By Elder Paisius the Athonite
Part III - The children
Father and mother will answer to the Lord if they do not take care of their children and show concern for the latter’s future.
When father and mother work with dedication and save at least some money “for a rainy day,” in order to help their children in major situations, that is not only not a sin, but an actual responsibility, because those parents who do not show any concern for their children will answer for it. It is only a sin to amass money out of passion, out of avarice, for lack of faith in Divine Providence or for vain purposes.
Parents must necessarily provide for their children. Children who are abandoned by their parents naturally receive Divine assistance. But such parents will be condemned for having left their children without care.
Parents should live in a Christian manner and be attentive to their conduct, because from a tender age, even before they can talk, children begin to “record” everything they see or hear at home. And if children see their father and mother fighting, quarreling, insulting and verbally abusing each other, they “record” all of it inside themselves as though on a blank tape, and when they grow up, - without conscious volition, but having inherited from their parents all those passions, - they being to quarrel and insult their family members with the same words they had heard from their parents.
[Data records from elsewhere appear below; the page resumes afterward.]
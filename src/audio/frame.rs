/// Default capture rate (Hz)
pub const SAMPLE_RATE: u32 = 48_000;

/// Channels in every stored file
pub const CHANNELS: u16 = 2;

/// Bytes per stored frame (two 16-bit samples)
pub const BYTES_PER_FRAME: usize = 4;

/// One stereo sample pair (16-bit PCM)
#[derive(Debug, Clone, Copy, Default, PartialEq, Eq, Hash)]
pub struct Frame {
    pub left: i16,
    pub right: i16,
}

impl Frame {
    pub const SILENT: Frame = Frame { left: 0, right: 0 };

    pub fn new(left: i16, right: i16) -> Self {
        Self { left, right }
    }

    /// Same sample on both channels
    pub fn mono(sample: i16) -> Self {
        Self {
            left: sample,
            right: sample,
        }
    }

    /// Largest absolute value of either channel
    ///
    /// `i16::MIN` maps to 32768, so the result is widened.
    pub fn peak(&self) -> u32 {
        u32::from(self.left.unsigned_abs()).max(u32::from(self.right.unsigned_abs()))
    }

    /// Both channels at or below `threshold`
    pub fn is_quiet(&self, threshold: u32) -> bool {
        self.peak() <= threshold
    }

    pub fn to_le_bytes(self) -> [u8; BYTES_PER_FRAME] {
        let l = self.left.to_le_bytes();
        let r = self.right.to_le_bytes();
        [l[0], l[1], r[0], r[1]]
    }

    pub fn from_le_bytes(bytes: [u8; BYTES_PER_FRAME]) -> Self {
        Self {
            left: i16::from_le_bytes([bytes[0], bytes[1]]),
            right: i16::from_le_bytes([bytes[2], bytes[3]]),
        }
    }
}

/// Frame count for a whole number of seconds at `sample_rate`
pub fn frames_for_secs(sample_rate: u32, secs: u32) -> usize {
    sample_rate as usize * secs as usize
}

/// Convert interleaved samples with `channels` channels to stereo frames.
///
/// Mono is duplicated to both sides; anything wider keeps the first two
/// channels. A trailing partial frame is dropped.
pub fn frames_from_interleaved(samples: &[i16], channels: u16, out: &mut Vec<Frame>) {
    match channels {
        0 => {}
        1 => out.extend(samples.iter().map(|&s| Frame::mono(s))),
        n => out.extend(
            samples
                .chunks_exact(n as usize)
                .map(|chunk| Frame::new(chunk[0], chunk[1])),
        ),
    }
}
use chrono::Local;
use serde::{Deserialize, Serialize};
use std::ffi::OsString;
use std::path::{Path, PathBuf};

use crate::audio::frame::SAMPLE_RATE;

/// Calibration take file name inside the session directory
pub const ROOM_NOISE_FILE: &str = "room-noise.wav";

/// Configuration for a recording session
#[derive(Debug, Clone, Serialize, Deserialize)]
pub struct SessionConfig {
    /// Session name (e.g., "20251028-093000" or "chapter-01")
    pub name: String,

    /// Directory holding the room-noise and segment files
    pub dir: PathBuf,

    /// Capture rate in Hz; every duration is counted in frames at this rate
    pub sample_rate: u32,
}

impl SessionConfig {
    /// Session `name` stored under `root`
    pub fn new(root: impl AsRef<Path>, name: impl Into<String>) -> Self {
        let name = name.into();
        Self {
            dir: root.as_ref().join(&name),
            name,
            sample_rate: SAMPLE_RATE,
        }
    }

    /// Session named after the current local time
    pub fn timestamped(root: impl AsRef<Path>) -> Self {
        Self::new(root, Local::now().format("%Y%m%d-%H%M%S").to_string())
    }

    pub fn with_sample_rate(mut self, sample_rate: u32) -> Self {
        self.sample_rate = sample_rate;
        self
    }

    pub fn room_noise_path(&self) -> PathBuf {
        self.dir.join(ROOM_NOISE_FILE)
    }

    /// `segment-NNNN.wav`, 1-based and zero-padded to four digits
    pub fn segment_path(&self, index: u32) -> PathBuf {
        self.dir.join(format!("segment-{:04}.wav", index))
    }

    /// Combined output: `<session-dir>.wav`, next to the directory
    pub fn output_path(&self) -> PathBuf {
        let mut path: OsString = self.dir.clone().into_os_string();
        path.push(".wav");
        PathBuf::from(path)
    }
}
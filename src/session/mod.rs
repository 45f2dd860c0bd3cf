//! Recording session management
//!
//! This module provides the `RecordingSession` state machine and the
//! processing it drives:
//! - Room-noise calibration and the noise floor derived from it
//! - Segment capture, silence trimming and persistence
//! - Undo of the last segment and session reopen
//! - Combining all segments into one finished file

pub mod assembler;
mod command;
mod config;
pub mod noise;
mod session;
mod status;
pub mod trim;

pub use assembler::CombineReport;
pub use command::Command;
pub use config::{SessionConfig, ROOM_NOISE_FILE};
pub use session::{Outcome, RecordingSession, ROOM_NOISE_SECS};
pub use status::{waveform_overview, SessionState, SessionStatus, WaveformColumn};
pub use trim::TrimMarkers;
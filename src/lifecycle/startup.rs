//! Startup orchestration.
//!
//! # Responsibilities
//! - Start the metrics exporter when enabled
//! - Build the server (and its interceptor chain) from validated config
//! - Start the config watcher when a config file is in use
//! - Bind the listener and begin accepting traffic
//!
//! # Design Decisions
//! - Fail fast: any startup error is fatal
//! - Listener binds last (traffic only when ready)

use std::net::SocketAddr;
use std::path::Path;

use tokio::net::TcpListener;
use tokio::sync::mpsc;

use crate::config::{ConfigOverrides, ProxyConfig};
use crate::config::watcher::ConfigWatcher;
use crate::error::StartupError;
use crate::http::HttpServer;
use crate::lifecycle::Shutdown;
use crate::observability::metrics;

/// Run the proxy until shutdown.
///
/// `config` must already be validated. When `config_path` is given, the file
/// is watched and `overrides` are re-applied to every reload.
pub async fn start(
    config: ProxyConfig,
    config_path: Option<&Path>,
    overrides: ConfigOverrides,
    shutdown: &Shutdown,
) -> Result<(), StartupError> {
    if config.observability.metrics_enabled {
        match config.observability.metrics_address.parse::<SocketAddr>() {
            Ok(addr) => metrics::init_metrics(addr),
            Err(e) => tracing::error!(
                metrics_address = %config.observability.metrics_address,
                error = %e,
                "Failed to parse metrics address"
            ),
        }
    }

    let server = HttpServer::new(config.clone())?;

    // Kept alive until the server returns.
    let (_watcher, config_updates) = match config_path {
        Some(path) => {
            let (watcher, updates) = ConfigWatcher::new(path, overrides);
            (Some(watcher.run()?), updates)
        }
        None => {
            let (_, updates) = mpsc::unbounded_channel();
            (None, updates)
        }
    };

    let address = config.listener.bind_address.clone();
    let listener = TcpListener::bind(&address)
        .await
        .map_err(|source| StartupError::Bind { address, source })?;

    tracing::info!(
        address = %listener.local_addr()?,
        "Listening for connections"
    );

    server
        .run(listener, config_updates, shutdown.subscribe())
        .await?;

    Ok(())
}
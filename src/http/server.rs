//! HTTP server setup and configuration.
//!
//! # Responsibilities
//! - Create Axum Router with the proxy handler
//! - Wire up middleware (tracing, timeout, request ID)
//! - Run the interceptor chain on every proxied request
//! - Forward requests to the (possibly rewritten) upstream
//! - Swap in a new interceptor chain on config reload

use std::sync::Arc;
use std::time::{Duration, Instant};

use arc_swap::ArcSwap;
use axum::{
    body::Body,
    extract::{Request, State},
    http::{header, HeaderValue, Method, StatusCode},
    response::{IntoResponse, Response},
    Router,
};
use tokio::net::TcpListener;
use tokio::sync::{broadcast, mpsc};
use tower::ServiceBuilder;
use tower_http::{timeout::TimeoutLayer, trace::TraceLayer};

use crate::config::ProxyConfig;
use crate::error::{ProxyError, ServerError};
use crate::http::request::{
    downstream_headers, has_body, is_looping, propagate_request_id_layer, proxy_via, request_id,
    set_request_id_layer, upstream_headers,
};
use crate::http::tunnel::connect_handler;
use crate::intercept::{InterceptedRequest, InterceptorChain};
use crate::lifecycle::signals::wait_for_signal;
use crate::observability::metrics;

/// Shared, atomically replaceable interceptor chain.
pub type SharedInterceptors = Arc<ArcSwap<InterceptorChain>>;

/// Application state injected into handlers.
#[derive(Clone)]
pub struct AppState {
    pub interceptors: SharedInterceptors,
    pub client: reqwest::Client,
    /// `Via` entry this instance adds to forwarded requests.
    pub via: HeaderValue,
}

/// HTTP server for the intercepting proxy.
pub struct HttpServer {
    router: Router,
    config: ProxyConfig,
    interceptors: SharedInterceptors,
}

impl HttpServer {
    /// Create a server with the interceptors described by the configuration.
    pub fn new(config: ProxyConfig) -> Result<Self, ServerError> {
        let chain = InterceptorChain::from_config(&config)?;
        Self::with_interceptors(config, chain)
    }

    /// Create a server with an explicitly assembled interceptor chain.
    pub fn with_interceptors(
        config: ProxyConfig,
        chain: InterceptorChain,
    ) -> Result<Self, ServerError> {
        let client = reqwest::Client::builder()
            .connect_timeout(Duration::from_secs(config.timeouts.connect_secs))
            .timeout(Duration::from_secs(config.timeouts.request_secs))
            .redirect(reqwest::redirect::Policy::none())
            .no_proxy()
            .build()?;

        let interceptors: SharedInterceptors = Arc::new(ArcSwap::from_pointee(chain));

        let state = AppState {
            interceptors: interceptors.clone(),
            client,
            via: proxy_via(),
        };

        let router = Self::build_router(&config, state);
        Ok(Self {
            router,
            config,
            interceptors,
        })
    }

    /// Build the Axum router with all middleware layers.
    fn build_router(config: &ProxyConfig, state: AppState) -> Router {
        // A proxy has no routes of its own: every request, including
        // authority-form CONNECT, lands in the fallback.
        Router::new()
            .fallback(dispatch)
            .with_state(state)
            .layer(
                ServiceBuilder::new()
                    .layer(set_request_id_layer())
                    .layer(TraceLayer::new_for_http())
                    .layer(propagate_request_id_layer())
                    .layer(TimeoutLayer::with_status_code(
                        StatusCode::GATEWAY_TIMEOUT,
                        Duration::from_secs(config.timeouts.request_secs),
                    )),
            )
    }

    /// Handle to the live interceptor chain.
    pub fn interceptors(&self) -> SharedInterceptors {
        self.interceptors.clone()
    }

    /// Run the server, accepting connections on the given listener.
    ///
    /// Configs received on `config_updates` replace the interceptor chain.
    /// Returns once `shutdown` fires or the process receives a termination signal.
    pub async fn run(
        self,
        listener: TcpListener,
        mut config_updates: mpsc::UnboundedReceiver<ProxyConfig>,
        mut shutdown: broadcast::Receiver<()>,
    ) -> Result<(), std::io::Error> {
        let addr = listener.local_addr()?;
        tracing::info!(
            address = %addr,
            interceptors = self.interceptors.load().len(),
            "HTTP server starting"
        );

        let interceptors = self.interceptors.clone();
        let current_bind = self.config.listener.bind_address.clone();
        tokio::spawn(async move {
            while let Some(config) = config_updates.recv().await {
                if config.listener.bind_address != current_bind {
                    tracing::warn!(
                        bind_address = %config.listener.bind_address,
                        "Listener changes require a restart, ignoring new bind address"
                    );
                }
                match InterceptorChain::from_config(&config) {
                    Ok(chain) => {
                        tracing::info!(interceptors = chain.len(), "Interceptor chain reloaded");
                        interceptors.store(Arc::new(chain));
                    }
                    Err(e) => {
                        tracing::error!(error = %e, "Rejected reloaded config, keeping current interceptors");
                    }
                }
            }
        });

        axum::serve(listener, self.router)
            .with_graceful_shutdown(async move {
                tokio::select! {
                    _ = shutdown_requested(&mut shutdown) => {}
                    _ = wait_for_signal() => {}
                }
                tracing::info!("Shutdown signal received");
            })
            .await?;

        tracing::info!("HTTP server stopped");
        Ok(())
    }

    /// Get a reference to the config.
    pub fn config(&self) -> &ProxyConfig {
        &self.config
    }
}

/// Resolves when a shutdown is broadcast. Never resolves if no one can send one.
async fn shutdown_requested(shutdown: &mut broadcast::Receiver<()>) {
    if let Err(broadcast::error::RecvError::Closed) = shutdown.recv().await {
        std::future::pending::<()>().await;
    }
}

async fn dispatch(State(state): State<AppState>, request: Request) -> Response {
    if request.method() == Method::CONNECT {
        return connect_handler(request).await;
    }
    proxy_handler(state, request).await
}

/// Main proxy handler.
/// Runs the interceptors, then forwards the request to wherever they left it.
async fn proxy_handler(state: AppState, request: Request) -> Response {
    let start_time = Instant::now();
    let request_id = request_id(request.headers()).to_string();
    let method = request.method().clone();

    if is_looping(request.headers(), &state.via) {
        tracing::warn!(request_id = %request_id, uri = %request.uri(), "Request came back to this proxy");
        let err = ProxyError::LoopDetected;
        metrics::record_request(method.as_str(), err.status().as_u16(), false, start_time);
        return err.into_response();
    }

    let host_header = request
        .headers()
        .get(header::HOST)
        .and_then(|v| v.to_str().ok());

    let Some(mut intercepted) = InterceptedRequest::from_uri(&method, request.uri(), host_header)
    else {
        tracing::warn!(request_id = %request_id, uri = %request.uri(), "Request has no target host");
        let err = ProxyError::MissingHost;
        metrics::record_request(method.as_str(), err.status().as_u16(), false, start_time);
        return err.into_response();
    };

    let rewritten = {
        let chain = state.interceptors.load();
        !chain.apply(&mut intercepted).is_empty()
    };

    let url = intercepted.upstream_url();
    tracing::debug!(
        request_id = %request_id,
        method = %method,
        path = %intercepted.path,
        upstream = %url,
        rewritten,
        "Proxying request"
    );

    match forward(&state.client, request, &url, &state.via).await {
        Ok(response) => {
            metrics::record_request(method.as_str(), response.status().as_u16(), rewritten, start_time);
            response
        }
        Err(err) => {
            tracing::error!(request_id = %request_id, upstream = %url, error = %err, "Upstream error");
            metrics::record_request(method.as_str(), err.status().as_u16(), rewritten, start_time);
            err.into_response()
        }
    }
}

async fn forward(
    client: &reqwest::Client,
    request: Request,
    url: &str,
    via: &HeaderValue,
) -> Result<Response, ProxyError> {
    let url = reqwest::Url::parse(url).map_err(|e| ProxyError::InvalidTarget(e.to_string()))?;
    let (parts, body) = request.into_parts();

    let mut headers = upstream_headers(&parts.headers);
    headers.append(header::VIA, via.clone());

    let mut upstream = client.request(parts.method, url).headers(headers);
    if has_body(&body) {
        upstream = upstream.body(reqwest::Body::wrap_stream(body.into_data_stream()));
    }

    let upstream_response = upstream.send().await?;

    let status = upstream_response.status();
    let headers = downstream_headers(upstream_response.headers());

    let mut response = Response::new(Body::from_stream(upstream_response.bytes_stream()));
    *response.status_mut() = status;
    *response.headers_mut() = headers;
    Ok(response)
}
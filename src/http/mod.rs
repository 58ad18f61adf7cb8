//! HTTP protocol handling subsystem.
//!
//! # Data Flow
//! ```text
//! TCP connection
//!     → server.rs (Axum setup, middleware, dispatch)
//!         CONNECT → tunnel.rs (blind byte relay)
//!         other   → request.rs (request ID, header hygiene)
//!                 → intercept chain (may rewrite scheme/host/port)
//!                 → upstream client → response streamed back
//! ```

pub mod request;
pub mod server;
pub mod tunnel;

pub use request::X_REQUEST_ID;
pub use server::{HttpServer, SharedInterceptors};
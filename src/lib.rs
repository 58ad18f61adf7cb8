//! HTTP intercepting proxy that redirects selected API paths to a mock server.

pub mod config;
pub mod error;
pub mod http;
pub mod intercept;
pub mod lifecycle;
pub mod observability;

pub use config::schema::ProxyConfig;
pub use http::HttpServer;
pub use intercept::{InterceptedRequest, InterceptorChain, MockRedirect, RequestInterceptor};
pub use lifecycle::Shutdown;
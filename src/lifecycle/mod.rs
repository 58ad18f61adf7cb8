//! Lifecycle management subsystem.
//!
//! # Data Flow
//! ```text
//! Startup (startup.rs):
//!     Config → Metrics → Bind listener → Config watcher → Serve
//!
//! Shutdown (shutdown.rs):
//!     Signal or trigger → Stop accepting → Drain in-flight requests → Exit
//!
//! Signals (signals.rs):
//!     SIGTERM/SIGINT → Trigger graceful shutdown
//! ```
//!
//! # Design Decisions
//! - Fail fast: any startup error is fatal
//! - Listener binds last, after everything else is ready

pub mod shutdown;
pub mod signals;
pub mod startup;

pub use shutdown::Shutdown;
pub use startup::start;
//! Shutdown coordination for the proxy.

use tokio::sync::broadcast;

/// Coordinator for graceful shutdown.
///
/// The server and background tasks subscribe; a single `trigger` stops them all.
/// Dropping the coordinator does not trigger shutdown.
pub struct Shutdown {
    tx: broadcast::Sender<()>,
}

impl Shutdown {
    pub fn new() -> Self {
        let (tx, _) = broadcast::channel(1);
        Self { tx }
    }

    /// Subscribe to the shutdown signal.
    pub fn subscribe(&self) -> broadcast::Receiver<()> {
        self.tx.subscribe()
    }

    /// Trigger the shutdown signal.
    pub fn trigger(&self) {
        let subscribers = self.tx.send(()).unwrap_or(0);
        tracing::debug!(subscribers, "Shutdown triggered");
    }

    /// Number of tasks still listening.
    pub fn receiver_count(&self) -> usize {
        self.tx.receiver_count()
    }
}

impl Default for Shutdown {
    fn default() -> Self {
        Self::new()
    }
}
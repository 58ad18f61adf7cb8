//! Configuration file watcher for hot reload.

use std::path::{Path, PathBuf};
use std::time::Duration;

use notify::{Config, Event, RecommendedWatcher, RecursiveMode, Watcher};
use tokio::sync::mpsc;

use crate::config::loader::{load_config_with, ConfigOverrides};
use crate::config::schema::ProxyConfig;

/// A watcher that monitors the configuration file for changes.
pub struct ConfigWatcher {
    path: PathBuf,
    overrides: ConfigOverrides,
    update_tx: mpsc::UnboundedSender<ProxyConfig>,
}

impl ConfigWatcher {
    /// Create a new ConfigWatcher.
    ///
    /// Returns the watcher and a receiver for configuration updates.
    /// `overrides` are re-applied to every reloaded file.
    pub fn new(
        path: &Path,
        overrides: ConfigOverrides,
    ) -> (Self, mpsc::UnboundedReceiver<ProxyConfig>) {
        let (update_tx, update_rx) = mpsc::unbounded_channel();

        (
            Self {
                path: path.to_path_buf(),
                overrides,
                update_tx,
            },
            update_rx,
        )
    }

    /// Start watching the file in a background thread.
    ///
    /// The returned watcher must be kept alive for as long as updates are wanted.
    pub fn run(self) -> Result<RecommendedWatcher, notify::Error> {
        let tx = self.update_tx;
        let path = self.path.clone();
        let overrides = self.overrides;

        let mut watcher = RecommendedWatcher::new(
            move |res: notify::Result<Event>| match res {
                Ok(event) => {
                    if event.kind.is_modify() || event.kind.is_create() {
                        tracing::info!(path = ?path, "Config file change detected, reloading");
                        match load_config_with(Some(&path), &overrides) {
                            Ok(new_config) => {
                                let _ = tx.send(new_config);
                            }
                            Err(e) => {
                                tracing::error!(error = %e, "Failed to reload config, keeping current configuration");
                            }
                        }
                    }
                }
                Err(e) => tracing::error!(error = ?e, "Watch error"),
            },
            Config::default().with_poll_interval(Duration::from_secs(2)),
        )?;

        watcher.watch(&self.path, RecursiveMode::NonRecursive)?;

        tracing::info!(path = ?self.path, "Config watcher started");
        Ok(watcher)
    }
}
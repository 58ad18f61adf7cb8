//! The request view handed to interceptors.

use axum::http::uri::Authority;
use axum::http::{Method, Uri};
use serde::{Serialize, Serializer};

/// An in-flight request as seen by interceptors.
///
/// Only the fields that decide where the request goes are exposed. Headers and
/// body stay with the proxy and are forwarded untouched.
#[derive(Debug, Clone, PartialEq, Eq, Serialize)]
pub struct InterceptedRequest {
    #[serde(serialize_with = "serialize_method")]
    pub method: Method,
    /// "http" or "https".
    pub scheme: String,
    /// Hostname or IP literal, without scheme prefix or IPv6 brackets.
    pub host: String,
    pub port: u16,
    /// Path component only.
    pub path: String,
    /// Raw query string without the leading `?`.
    pub query: Option<String>,
}

/// Where a request is sent: the triple interceptors rewrite.
#[derive(Debug, Clone, PartialEq, Eq)]
pub struct Target {
    pub scheme: String,
    pub host: String,
    pub port: u16,
}

impl InterceptedRequest {
    /// Resolve the request target.
    ///
    /// Absolute-form URIs (`GET http://host/path`) carry their own authority.
    /// Origin-form URIs (`GET /path`) fall back to the `Host` header and are
    /// assumed to be plain HTTP. Returns `None` when no host is known.
    pub fn from_uri(method: &Method, uri: &Uri, host_header: Option<&str>) -> Option<Self> {
        let scheme = uri.scheme_str().unwrap_or("http").to_ascii_lowercase();

        let (host, explicit_port) = match uri.authority() {
            Some(authority) => (authority.host().to_string(), authority.port_u16()),
            None => {
                let authority: Authority = host_header?.trim().parse().ok()?;
                (authority.host().to_string(), authority.port_u16())
            }
        };

        let host = host.trim_start_matches('[').trim_end_matches(']');
        if host.is_empty() {
            return None;
        }

        let port = explicit_port.unwrap_or_else(|| default_port(&scheme));
        let path = match uri.path() {
            "" => "/".to_string(),
            path => path.to_string(),
        };

        Some(Self {
            method: method.clone(),
            scheme,
            host: host.to_string(),
            port,
            path,
            query: uri.query().map(str::to_string),
        })
    }

    /// Current target of the request.
    pub fn target(&self) -> Target {
        Target {
            scheme: self.scheme.clone(),
            host: self.host.clone(),
            port: self.port,
        }
    }

    /// Absolute URL the request is forwarded to.
    pub fn upstream_url(&self) -> String {
        let host = if self.host.contains(':') {
            format!("[{}]", self.host)
        } else {
            self.host.clone()
        };

        let mut url = format!("{}://{}:{}{}", self.scheme, host, self.port, self.path);
        if let Some(query) = &self.query {
            url.push('?');
            url.push_str(query);
        }
        url
    }
}

fn default_port(scheme: &str) -> u16 {
    match scheme {
        "https" => 443,
        _ => 80,
    }
}

fn serialize_method<S: Serializer>(method: &Method, serializer: S) -> Result<S::Ok, S::Error> {
    serializer.serialize_str(method.as_str())
}
//! Error types for the proxy host.
//!
//! The interceptors themselves never fail; everything here is about
//! receiving, forwarding and serving requests.

use axum::http::StatusCode;
use axum::response::{IntoResponse, Response};
use thiserror::Error;

use crate::config::ConfigError;

/// Failure while handling a single proxied request.
#[derive(Debug, Error)]
pub enum ProxyError {
    #[error("request has no target host")]
    MissingHost,

    #[error("invalid upstream target: {0}")]
    InvalidTarget(String),

    #[error("upstream request failed: {0}")]
    Upstream(#[source] reqwest::Error),

    #[error("upstream request timed out")]
    UpstreamTimeout,

    #[error("request loops back to this proxy")]
    LoopDetected,
}

impl ProxyError {
    pub fn status(&self) -> StatusCode {
        match self {
            ProxyError::MissingHost | ProxyError::InvalidTarget(_) => StatusCode::BAD_REQUEST,
            ProxyError::Upstream(_) => StatusCode::BAD_GATEWAY,
            ProxyError::UpstreamTimeout => StatusCode::GATEWAY_TIMEOUT,
            ProxyError::LoopDetected => StatusCode::LOOP_DETECTED,
        }
    }
}

impl From<reqwest::Error> for ProxyError {
    fn from(err: reqwest::Error) -> Self {
        if err.is_timeout() {
            ProxyError::UpstreamTimeout
        } else {
            ProxyError::Upstream(err)
        }
    }
}

impl IntoResponse for ProxyError {
    fn into_response(self) -> Response {
        (self.status(), self.to_string()).into_response()
    }
}

/// Failure while building the server.
#[derive(Debug, Error)]
pub enum ServerError {
    #[error(transparent)]
    Config(#[from] ConfigError),

    #[error("failed to build upstream client: {0}")]
    Client(#[from] reqwest::Error),
}

/// Failure during startup, before traffic is accepted.
#[derive(Debug, Error)]
pub enum StartupError {
    #[error("failed to bind {address}: {source}")]
    Bind {
        address: String,
        #[source]
        source: std::io::Error,
    },

    #[error(transparent)]
    Server(#[from] ServerError),

    #[error("failed to watch config file: {0}")]
    Watch(#[from] notify::Error),

    #[error("server error: {0}")]
    Io(#[from] std::io::Error),
}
The greatest help and the best inheritance which parents can give to their offspring, - is to make them the successors of their own kindness, and for that no special effort is required, for if a child sees that his parents love each other, talk in a kind and joyous manner, are always well-disposed, pray humbly, etc., then he will copy all of it into his soul.
Many parents, who love their children excessively, spoil them to a certain degree, unfortunately not understanding what harm they bring them, as, for example, when an excessively doting mother kisses and cuddles her child, saying to him: “What a great child I have, the best child in the world,” etc. The child, however, very early on (at an age when he is still unconscious of it) acquires a high opinion of himself and, naturally, ceases to feel a need for the grace of God in his life, and does not learn how to ask for it. Thus the child’s soul becomes filled with arrogance, which many carry throughout their entire life and into the grave, because they are unable to rid themselves of it.
The worst of it is that this arrogance deals the first blow to the parents themselves, and thus they must be quite attentive to their spiritual life, because they are responsible not only for their own selves, but also for their children. Of course the parents have a certain “extenuating” circumstance in that they, too, have inherited their traits from their own parents. However, they cannot truly be absolved because they did not make a conscious effort to reject this inheritance.
In my opinion, he is worthier of praise who, having becoming an unwilling inheritor of bad traits, made a great effort to discard them, than the one who from a young age naturally inherited good traits from his parents and was not forced to preserve them; the latter found everything ready and in “good shape,” while the former toiled to instill goodness into himself. God’s judgment will take into account if, for example, a child’s father was a thief and taught the child to steal, and the latter finally becomes a thief himself, because he did not have a good example before his eyes and naturally accepted his inheritance. Such a child will be judged by God with a certain measure of leniency, seeing that he acquired such a fate as an inheritance from his parents, when he was still small and unable to distinguish good from evil.
Thus, children should acquire piousness together with their mother’s milk so-to-speak, because when children are still little they copy their parents and follow their example. It is at that time that we should make sure that the children “fill up their tape” with kindness and love. And when the children grow up, we must be attentive and act with reasoning and caution, as if we were winding up a watch. If the spring becomes weak, we wind up the watch gradually, because otherwise we risk breaking the spring, and the watch then becomes useless. We must carefully and in a kind manner explain to the child why he must not do such-and-such and why he should do such-and-such. We must not beat the child over the head with constant “not this,” “not that,” “not this way,” “not otherwise.” After we lay the foundation we should hand the matter over to Christ, for Him to finish the rest. We should not be too self-assured and try to do everything ourselves.
In rearing children, it is most helpful when parents consider themselves responsible for their children’s errors, finding their own life below Christ’s standards and believing that to be the reason for their offspring’s disgraceful behavior. When parents thus humble themselves and sincerely repent, then the Almighty Christ is moved to “throw a life belt” to the grieving parents, which, by the way, helps save their spiritually lost children.